Give the number of lines in the data that hold the string "because". Nothing else is needed.

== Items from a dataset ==
· · · · ·

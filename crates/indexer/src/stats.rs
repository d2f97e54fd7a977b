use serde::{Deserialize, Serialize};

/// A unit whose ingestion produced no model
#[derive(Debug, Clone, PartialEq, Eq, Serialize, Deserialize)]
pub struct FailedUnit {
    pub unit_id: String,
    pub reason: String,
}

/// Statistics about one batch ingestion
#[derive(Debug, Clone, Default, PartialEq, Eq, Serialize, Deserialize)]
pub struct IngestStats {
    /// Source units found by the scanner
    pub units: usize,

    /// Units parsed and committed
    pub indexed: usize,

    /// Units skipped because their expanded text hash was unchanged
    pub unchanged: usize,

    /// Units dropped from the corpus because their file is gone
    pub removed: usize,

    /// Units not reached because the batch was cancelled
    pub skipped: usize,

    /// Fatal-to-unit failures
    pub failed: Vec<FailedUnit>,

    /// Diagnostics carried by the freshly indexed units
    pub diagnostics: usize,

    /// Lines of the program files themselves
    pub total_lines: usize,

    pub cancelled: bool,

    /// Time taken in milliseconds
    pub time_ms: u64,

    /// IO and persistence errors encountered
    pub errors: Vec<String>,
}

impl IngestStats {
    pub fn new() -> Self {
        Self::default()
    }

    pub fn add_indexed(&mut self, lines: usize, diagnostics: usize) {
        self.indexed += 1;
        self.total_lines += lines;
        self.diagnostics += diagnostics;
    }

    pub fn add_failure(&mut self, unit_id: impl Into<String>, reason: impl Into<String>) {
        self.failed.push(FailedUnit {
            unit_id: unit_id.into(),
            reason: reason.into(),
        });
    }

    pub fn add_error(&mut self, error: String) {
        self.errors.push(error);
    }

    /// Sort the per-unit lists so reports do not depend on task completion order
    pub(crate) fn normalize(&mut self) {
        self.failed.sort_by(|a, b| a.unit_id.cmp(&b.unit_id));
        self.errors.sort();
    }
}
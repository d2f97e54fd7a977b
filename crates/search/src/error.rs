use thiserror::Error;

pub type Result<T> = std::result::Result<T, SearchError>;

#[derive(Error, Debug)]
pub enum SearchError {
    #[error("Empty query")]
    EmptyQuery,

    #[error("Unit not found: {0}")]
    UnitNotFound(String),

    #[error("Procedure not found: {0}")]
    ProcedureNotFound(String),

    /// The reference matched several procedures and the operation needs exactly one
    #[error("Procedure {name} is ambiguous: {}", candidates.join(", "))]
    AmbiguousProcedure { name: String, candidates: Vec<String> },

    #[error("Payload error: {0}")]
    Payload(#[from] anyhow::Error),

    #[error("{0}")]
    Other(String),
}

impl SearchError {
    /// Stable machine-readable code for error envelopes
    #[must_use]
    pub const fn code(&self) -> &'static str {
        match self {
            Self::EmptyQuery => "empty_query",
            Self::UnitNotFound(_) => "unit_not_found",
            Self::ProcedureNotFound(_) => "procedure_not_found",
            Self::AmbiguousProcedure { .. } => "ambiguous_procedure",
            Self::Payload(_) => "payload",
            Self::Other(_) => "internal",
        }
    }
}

· · · · ·

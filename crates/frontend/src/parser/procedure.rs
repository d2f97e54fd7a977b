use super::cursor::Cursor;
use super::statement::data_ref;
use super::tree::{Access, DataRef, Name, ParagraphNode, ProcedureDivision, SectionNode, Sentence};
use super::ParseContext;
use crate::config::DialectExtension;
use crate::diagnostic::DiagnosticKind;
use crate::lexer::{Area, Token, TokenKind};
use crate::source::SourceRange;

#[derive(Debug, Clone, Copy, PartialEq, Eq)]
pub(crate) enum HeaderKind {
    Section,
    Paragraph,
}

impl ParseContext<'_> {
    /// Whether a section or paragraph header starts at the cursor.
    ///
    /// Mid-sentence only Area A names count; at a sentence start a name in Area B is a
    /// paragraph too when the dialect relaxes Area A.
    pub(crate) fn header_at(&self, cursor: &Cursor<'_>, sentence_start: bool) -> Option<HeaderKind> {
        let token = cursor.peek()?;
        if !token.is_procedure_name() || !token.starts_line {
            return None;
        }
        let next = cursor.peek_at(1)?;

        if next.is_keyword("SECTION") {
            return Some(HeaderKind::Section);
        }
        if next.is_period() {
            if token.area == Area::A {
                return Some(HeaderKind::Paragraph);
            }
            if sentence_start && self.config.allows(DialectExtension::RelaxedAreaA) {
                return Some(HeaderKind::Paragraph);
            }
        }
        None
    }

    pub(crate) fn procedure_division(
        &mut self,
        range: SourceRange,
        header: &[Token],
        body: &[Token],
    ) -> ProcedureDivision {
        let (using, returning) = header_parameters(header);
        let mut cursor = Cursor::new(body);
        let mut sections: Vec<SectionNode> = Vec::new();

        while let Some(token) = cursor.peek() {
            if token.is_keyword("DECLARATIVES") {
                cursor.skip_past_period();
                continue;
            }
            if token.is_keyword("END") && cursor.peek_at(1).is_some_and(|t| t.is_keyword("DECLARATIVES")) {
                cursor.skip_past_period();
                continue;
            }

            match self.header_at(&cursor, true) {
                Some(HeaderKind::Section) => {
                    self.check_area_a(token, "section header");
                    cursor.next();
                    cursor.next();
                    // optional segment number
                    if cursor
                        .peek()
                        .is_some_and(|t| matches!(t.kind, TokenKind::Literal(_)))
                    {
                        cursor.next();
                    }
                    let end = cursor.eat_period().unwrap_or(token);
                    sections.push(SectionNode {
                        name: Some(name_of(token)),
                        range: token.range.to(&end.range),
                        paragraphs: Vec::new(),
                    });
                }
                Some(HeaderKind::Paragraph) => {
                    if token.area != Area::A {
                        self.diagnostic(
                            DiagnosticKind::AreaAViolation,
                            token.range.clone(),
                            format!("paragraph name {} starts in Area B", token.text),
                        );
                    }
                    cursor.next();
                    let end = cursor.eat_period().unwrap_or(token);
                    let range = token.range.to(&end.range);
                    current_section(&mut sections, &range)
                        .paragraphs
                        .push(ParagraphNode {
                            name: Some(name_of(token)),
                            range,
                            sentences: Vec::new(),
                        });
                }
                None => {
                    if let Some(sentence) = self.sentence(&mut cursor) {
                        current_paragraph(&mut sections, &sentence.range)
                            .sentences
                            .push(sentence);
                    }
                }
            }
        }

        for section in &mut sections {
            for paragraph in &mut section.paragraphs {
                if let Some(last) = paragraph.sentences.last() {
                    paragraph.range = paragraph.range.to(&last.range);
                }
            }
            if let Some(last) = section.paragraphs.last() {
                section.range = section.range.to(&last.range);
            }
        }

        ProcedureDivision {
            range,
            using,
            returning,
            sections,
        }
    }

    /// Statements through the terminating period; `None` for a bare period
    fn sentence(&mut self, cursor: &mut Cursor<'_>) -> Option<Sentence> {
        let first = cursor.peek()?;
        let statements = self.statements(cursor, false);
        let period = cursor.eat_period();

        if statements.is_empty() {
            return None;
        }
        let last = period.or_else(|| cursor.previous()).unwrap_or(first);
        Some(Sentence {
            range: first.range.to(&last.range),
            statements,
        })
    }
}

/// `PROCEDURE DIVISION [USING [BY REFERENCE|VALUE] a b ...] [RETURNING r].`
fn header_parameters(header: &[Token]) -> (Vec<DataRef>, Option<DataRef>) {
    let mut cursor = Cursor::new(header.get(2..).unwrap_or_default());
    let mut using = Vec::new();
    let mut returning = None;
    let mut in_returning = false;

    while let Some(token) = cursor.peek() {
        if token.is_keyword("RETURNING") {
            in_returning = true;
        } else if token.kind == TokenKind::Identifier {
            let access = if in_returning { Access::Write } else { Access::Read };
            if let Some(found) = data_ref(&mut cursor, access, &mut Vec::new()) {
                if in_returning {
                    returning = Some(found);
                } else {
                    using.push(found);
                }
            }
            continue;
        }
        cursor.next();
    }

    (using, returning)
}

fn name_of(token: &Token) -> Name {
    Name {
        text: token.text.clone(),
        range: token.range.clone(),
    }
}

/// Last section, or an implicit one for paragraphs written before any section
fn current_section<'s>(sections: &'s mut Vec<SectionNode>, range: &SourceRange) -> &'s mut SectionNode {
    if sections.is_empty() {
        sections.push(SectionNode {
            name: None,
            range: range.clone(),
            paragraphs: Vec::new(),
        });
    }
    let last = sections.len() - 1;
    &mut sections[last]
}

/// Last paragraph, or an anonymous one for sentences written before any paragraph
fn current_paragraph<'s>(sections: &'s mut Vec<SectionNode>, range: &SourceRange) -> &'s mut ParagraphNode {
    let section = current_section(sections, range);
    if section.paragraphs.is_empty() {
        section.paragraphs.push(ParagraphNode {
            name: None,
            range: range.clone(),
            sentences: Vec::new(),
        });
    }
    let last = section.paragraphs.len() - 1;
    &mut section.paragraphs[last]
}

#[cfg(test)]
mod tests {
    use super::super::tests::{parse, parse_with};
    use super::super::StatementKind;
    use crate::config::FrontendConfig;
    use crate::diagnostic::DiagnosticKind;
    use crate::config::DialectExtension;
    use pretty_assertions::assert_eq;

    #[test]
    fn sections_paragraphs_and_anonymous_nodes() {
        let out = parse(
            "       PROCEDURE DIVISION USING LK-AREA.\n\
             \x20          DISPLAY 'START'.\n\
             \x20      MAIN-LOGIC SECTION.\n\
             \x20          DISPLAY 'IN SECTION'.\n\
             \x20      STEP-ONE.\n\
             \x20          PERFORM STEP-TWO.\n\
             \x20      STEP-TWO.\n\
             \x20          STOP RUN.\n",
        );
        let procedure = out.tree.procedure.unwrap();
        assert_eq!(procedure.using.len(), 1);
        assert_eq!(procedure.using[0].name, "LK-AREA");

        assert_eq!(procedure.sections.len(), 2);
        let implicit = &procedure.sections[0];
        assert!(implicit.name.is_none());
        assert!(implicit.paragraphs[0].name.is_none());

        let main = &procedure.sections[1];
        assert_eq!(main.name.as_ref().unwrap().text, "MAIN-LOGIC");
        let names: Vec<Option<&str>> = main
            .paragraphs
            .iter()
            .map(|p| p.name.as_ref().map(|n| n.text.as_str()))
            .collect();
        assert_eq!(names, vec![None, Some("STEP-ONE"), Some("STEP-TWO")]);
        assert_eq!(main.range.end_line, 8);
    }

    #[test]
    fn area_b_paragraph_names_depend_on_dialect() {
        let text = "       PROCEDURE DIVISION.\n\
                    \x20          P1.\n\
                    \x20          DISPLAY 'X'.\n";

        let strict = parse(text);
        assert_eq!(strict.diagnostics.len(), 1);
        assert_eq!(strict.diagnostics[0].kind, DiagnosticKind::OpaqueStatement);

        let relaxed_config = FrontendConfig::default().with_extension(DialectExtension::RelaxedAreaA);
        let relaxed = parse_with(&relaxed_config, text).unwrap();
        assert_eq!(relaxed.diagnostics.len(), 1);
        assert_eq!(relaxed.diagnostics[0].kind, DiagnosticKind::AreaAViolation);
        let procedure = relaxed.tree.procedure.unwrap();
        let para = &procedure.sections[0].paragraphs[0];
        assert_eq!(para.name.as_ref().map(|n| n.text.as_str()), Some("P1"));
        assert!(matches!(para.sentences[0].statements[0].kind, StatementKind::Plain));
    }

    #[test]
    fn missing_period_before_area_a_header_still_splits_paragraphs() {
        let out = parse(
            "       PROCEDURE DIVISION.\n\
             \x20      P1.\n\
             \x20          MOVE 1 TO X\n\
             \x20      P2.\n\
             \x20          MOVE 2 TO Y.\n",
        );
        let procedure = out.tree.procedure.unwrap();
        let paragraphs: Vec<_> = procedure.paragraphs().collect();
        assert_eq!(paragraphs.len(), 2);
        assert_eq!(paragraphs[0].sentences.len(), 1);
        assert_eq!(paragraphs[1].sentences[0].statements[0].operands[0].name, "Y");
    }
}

· · · · ·

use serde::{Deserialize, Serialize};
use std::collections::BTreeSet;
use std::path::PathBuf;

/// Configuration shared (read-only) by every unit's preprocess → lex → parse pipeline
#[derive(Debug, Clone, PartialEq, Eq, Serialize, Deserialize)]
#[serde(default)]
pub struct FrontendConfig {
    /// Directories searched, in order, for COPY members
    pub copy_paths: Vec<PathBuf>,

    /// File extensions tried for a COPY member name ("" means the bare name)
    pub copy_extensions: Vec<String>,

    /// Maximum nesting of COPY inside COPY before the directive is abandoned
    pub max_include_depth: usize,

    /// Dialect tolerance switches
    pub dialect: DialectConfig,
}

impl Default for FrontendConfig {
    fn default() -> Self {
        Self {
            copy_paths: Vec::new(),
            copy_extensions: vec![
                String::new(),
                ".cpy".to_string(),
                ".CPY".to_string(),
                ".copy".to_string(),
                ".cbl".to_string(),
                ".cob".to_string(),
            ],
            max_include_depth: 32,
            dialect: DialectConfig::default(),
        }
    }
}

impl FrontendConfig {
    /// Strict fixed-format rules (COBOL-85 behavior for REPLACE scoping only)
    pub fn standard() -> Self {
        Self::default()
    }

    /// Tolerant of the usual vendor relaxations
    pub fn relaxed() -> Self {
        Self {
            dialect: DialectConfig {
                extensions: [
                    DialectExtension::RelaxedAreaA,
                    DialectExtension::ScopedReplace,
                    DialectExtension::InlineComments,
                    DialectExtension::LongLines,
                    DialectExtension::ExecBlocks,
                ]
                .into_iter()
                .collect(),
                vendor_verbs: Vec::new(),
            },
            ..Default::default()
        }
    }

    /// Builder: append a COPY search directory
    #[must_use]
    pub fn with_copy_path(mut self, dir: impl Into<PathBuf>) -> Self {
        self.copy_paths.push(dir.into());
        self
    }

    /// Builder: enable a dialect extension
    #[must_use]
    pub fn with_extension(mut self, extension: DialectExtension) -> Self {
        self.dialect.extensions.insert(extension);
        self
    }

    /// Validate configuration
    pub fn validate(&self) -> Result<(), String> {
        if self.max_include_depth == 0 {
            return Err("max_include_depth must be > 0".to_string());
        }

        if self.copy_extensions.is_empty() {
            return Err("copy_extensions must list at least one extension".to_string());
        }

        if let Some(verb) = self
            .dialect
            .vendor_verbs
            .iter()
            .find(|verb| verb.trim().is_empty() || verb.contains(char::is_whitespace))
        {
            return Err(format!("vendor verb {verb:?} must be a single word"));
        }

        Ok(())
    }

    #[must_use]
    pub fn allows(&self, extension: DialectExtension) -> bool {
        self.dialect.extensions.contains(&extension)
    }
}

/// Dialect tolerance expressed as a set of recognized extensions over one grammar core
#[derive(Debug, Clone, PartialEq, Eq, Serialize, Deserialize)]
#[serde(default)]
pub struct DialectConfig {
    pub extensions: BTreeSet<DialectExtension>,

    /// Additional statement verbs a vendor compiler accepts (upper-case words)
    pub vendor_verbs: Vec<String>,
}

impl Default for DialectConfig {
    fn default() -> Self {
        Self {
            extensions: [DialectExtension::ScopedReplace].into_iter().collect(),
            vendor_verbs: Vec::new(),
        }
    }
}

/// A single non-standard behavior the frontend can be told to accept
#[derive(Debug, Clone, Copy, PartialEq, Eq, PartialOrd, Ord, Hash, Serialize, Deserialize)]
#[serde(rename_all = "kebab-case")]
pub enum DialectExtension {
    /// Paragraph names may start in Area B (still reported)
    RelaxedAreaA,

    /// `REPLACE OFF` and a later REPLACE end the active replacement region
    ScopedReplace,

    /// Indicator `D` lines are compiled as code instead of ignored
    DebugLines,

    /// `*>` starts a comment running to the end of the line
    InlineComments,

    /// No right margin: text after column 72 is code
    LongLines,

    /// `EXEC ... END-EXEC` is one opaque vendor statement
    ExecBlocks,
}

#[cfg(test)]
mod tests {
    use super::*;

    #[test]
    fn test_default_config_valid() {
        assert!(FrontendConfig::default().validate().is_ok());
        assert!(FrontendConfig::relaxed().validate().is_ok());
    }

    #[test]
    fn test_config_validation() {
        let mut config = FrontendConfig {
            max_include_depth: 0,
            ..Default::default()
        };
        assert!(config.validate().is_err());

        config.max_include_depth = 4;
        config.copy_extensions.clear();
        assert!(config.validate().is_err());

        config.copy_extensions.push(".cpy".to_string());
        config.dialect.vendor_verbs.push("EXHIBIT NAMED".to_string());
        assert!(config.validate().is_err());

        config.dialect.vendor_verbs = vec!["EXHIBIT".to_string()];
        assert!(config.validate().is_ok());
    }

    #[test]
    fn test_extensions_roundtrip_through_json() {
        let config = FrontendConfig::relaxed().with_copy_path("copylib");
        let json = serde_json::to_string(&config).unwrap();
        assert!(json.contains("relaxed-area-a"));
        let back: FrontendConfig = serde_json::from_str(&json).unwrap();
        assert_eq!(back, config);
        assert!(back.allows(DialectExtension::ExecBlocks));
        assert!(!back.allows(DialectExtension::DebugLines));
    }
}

· · · · ·

== SOLUTION TO THIS TASK ==
3